BEGIN
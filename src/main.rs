//! Copyright © 2025-2026 Wenze Wei. All Rights Reserved.
//!
//! This file is part of Zest.
//! The Zest project belongs to the Dunimd Team.
//!
//! Licensed under the Apache License, Version 2.0 (the "License");
//! You may not use this file except in compliance with the License.
//! You may obtain a copy of the License at
//!
//!     http://www.apache.org/licenses/LICENSE-2.0
//!
//! Unless required by applicable law or agreed to in writing, software
//! distributed under the License is distributed on an "AS IS" BASIS,
//! WITHOUT WARRANTIES OR CONDITIONS OF ANY KIND, either express or implied.
//! See the License for the specific language governing permissions and
//! limitations under the License.

//! Zest CLI - batch normalization of catalog descriptions

use std::path::PathBuf;

use anyhow::{Context, Result};
use clap::{Parser, Subcommand};
use zest::backup::ZeBackupStyle;
use zest::config::{ZeJobConfig, DEFAULT_STORE_PATH, PRESETS};
use zest::log::{ZeLogConfig, ZeLogger};
use zest::{ZeJob, ZeRunSummary, ZeStoreConfig, ZeTerm, ZeTermMatch};

#[derive(Parser)]
#[command(name = "zest")]
#[command(version)]
#[command(about = "Batch term filtering and description reconstruction for catalog tables", long_about = None)]
struct Cli {
    #[command(subcommand)]
    command: Commands,

    /// Debug-level logging
    #[arg(short, long, global = true)]
    verbose: bool,

    /// Log as JSON lines instead of text
    #[arg(long, global = true)]
    log_json: bool,

    /// Also append log lines to this file
    #[arg(long, global = true, env = "ZEST_LOG_FILE")]
    log_file: Option<String>,
}

#[derive(Subcommand)]
enum Commands {
    /// Run a job against the store in one transaction
    Run {
        /// Store file (overrides the job's store)
        #[arg(long, env = "ZEST_DB")]
        db: Option<PathBuf>,

        /// Built-in job (see `zest presets`)
        #[arg(long, conflicts_with = "config")]
        preset: Option<String>,

        /// Job file (.yaml, .yml or .json)
        #[arg(long)]
        config: Option<PathBuf>,

        /// Compute and report changes without writing them
        #[arg(long)]
        dry_run: bool,

        /// Skip the pre-run backup copy
        #[arg(long)]
        no_backup: bool,

        /// Write changed fields to this file (.jsonl or .csv)
        #[arg(long)]
        report: Option<PathBuf>,

        /// Print the summary as JSON
        #[arg(long)]
        json: bool,
    },

    /// Scan the store for terms without modifying it
    Verify {
        /// Store file
        #[arg(long, env = "ZEST_DB", default_value = DEFAULT_STORE_PATH)]
        db: PathBuf,

        /// Whole-word term to look for (repeatable)
        #[arg(long = "term")]
        terms: Vec<String>,

        /// Regular expression to look for (repeatable)
        #[arg(long = "pattern")]
        patterns: Vec<String>,

        /// Exit with status 2 when any field matches
        #[arg(long)]
        fail_on_match: bool,

        /// Print matches as JSON
        #[arg(long)]
        json: bool,
    },

    /// List built-in jobs
    Presets,
}

fn init_logging(cli: &Cli) -> Result<()> {
    let config = ZeLogConfig {
        default_level: if cli.verbose { "DEBUG" } else { "INFO" }.to_string(),
        json_format: cli.log_json,
        file_path: cli.log_file.clone(),
        ..ZeLogConfig::default()
    };
    ZeLogger::init(&config).context("installing logger")?;
    Ok(())
}

fn load_job(
    db: Option<PathBuf>,
    preset: Option<String>,
    config: Option<PathBuf>,
    dry_run: bool,
    no_backup: bool,
    report: Option<PathBuf>,
) -> Result<ZeJobConfig> {
    let mut job = match (preset, config) {
        (_, Some(path)) => ZeJobConfig::from_path(&path)
            .with_context(|| format!("loading job file {}", path.display()))?,
        (Some(name), None) => ZeJobConfig::preset(&name)?,
        (None, None) => ZeJobConfig::preset("update-descriptions")?,
    };
    if let Some(db) = db {
        job.store = db;
    }
    if dry_run {
        job.dry_run = true;
    }
    if no_backup {
        job.backup = ZeBackupStyle::Disabled;
    }
    if report.is_some() {
        job.report = report;
    }
    Ok(job)
}

fn print_summary(summary: &ZeRunSummary, json: bool) -> Result<()> {
    if json {
        println!("{}", serde_json::to_string_pretty(summary)?);
        return Ok(());
    }
    if let Some(backup) = &summary.backup {
        println!("Backup created at {}", backup.display());
    }
    if summary.dry_run {
        println!(
            "Dry run: {} of {} rows would change ({}).",
            summary.rows_changed, summary.rows_scanned, summary.operation
        );
    } else {
        println!(
            "Updated {} of {} rows ({}).",
            summary.rows_changed, summary.rows_scanned, summary.operation
        );
    }
    if let Some(report) = &summary.report {
        println!("Change report written to {}", report.display());
    }
    match summary.remaining_matches {
        Some(0) => println!("Verification: no remaining matches."),
        Some(n) => println!("Verification: {n} fields still match."),
        None => {}
    }
    Ok(())
}

fn print_matches(matches: &[ZeTermMatch], json: bool) -> Result<()> {
    if json {
        println!("{}", serde_json::to_string_pretty(matches)?);
    } else if matches.is_empty() {
        println!("No rows contain the given terms.");
    } else {
        println!("Found {} fields still containing the given terms:", matches.len());
        for m in matches {
            println!(
                "- {} [{}] {:?}: {}",
                m.id,
                m.field.as_str(),
                m.matches,
                m.value
            );
        }
    }
    Ok(())
}

fn main() -> Result<()> {
    let cli = Cli::parse();
    init_logging(&cli)?;

    match cli.command {
        Commands::Run {
            db,
            preset,
            config,
            dry_run,
            no_backup,
            report,
            json,
        } => {
            let job = load_job(db, preset, config, dry_run, no_backup, report)?;
            let operation = job.operation.clone();
            let summary = ZeJob::new(job)
                .and_then(|job| job.run())
                .with_context(|| format!("{operation} failed"))?;
            print_summary(&summary, json)
        }

        Commands::Verify {
            db,
            terms,
            patterns,
            fail_on_match,
            json,
        } => {
            let mut all = terms.into_iter().map(ZeTerm::literal).collect::<Vec<_>>();
            all.extend(patterns.into_iter().map(ZeTerm::pattern));
            if all.is_empty() {
                all = vec![ZeTerm::literal("ham"), ZeTerm::literal("pork")];
            }
            let matches = ZeJob::verify(&db, ZeStoreConfig::default(), all)
                .with_context(|| format!("verifying {}", db.display()))?;
            print_matches(&matches, json)?;
            if fail_on_match && !matches.is_empty() {
                std::process::exit(2);
            }
            Ok(())
        }

        Commands::Presets => {
            for (name, about) in PRESETS {
                println!("{name:<22}{about}");
            }
            Ok(())
        }
    }
}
END
--- Exercise brief ---
Return, from the data, each line that has the word "ZeLogConfig" in it.

--- Solution to this task ---
use zest::log::{ZeLogConfig, ZeLogger};
    let config = ZeLogConfig {
        ..ZeLogConfig::default()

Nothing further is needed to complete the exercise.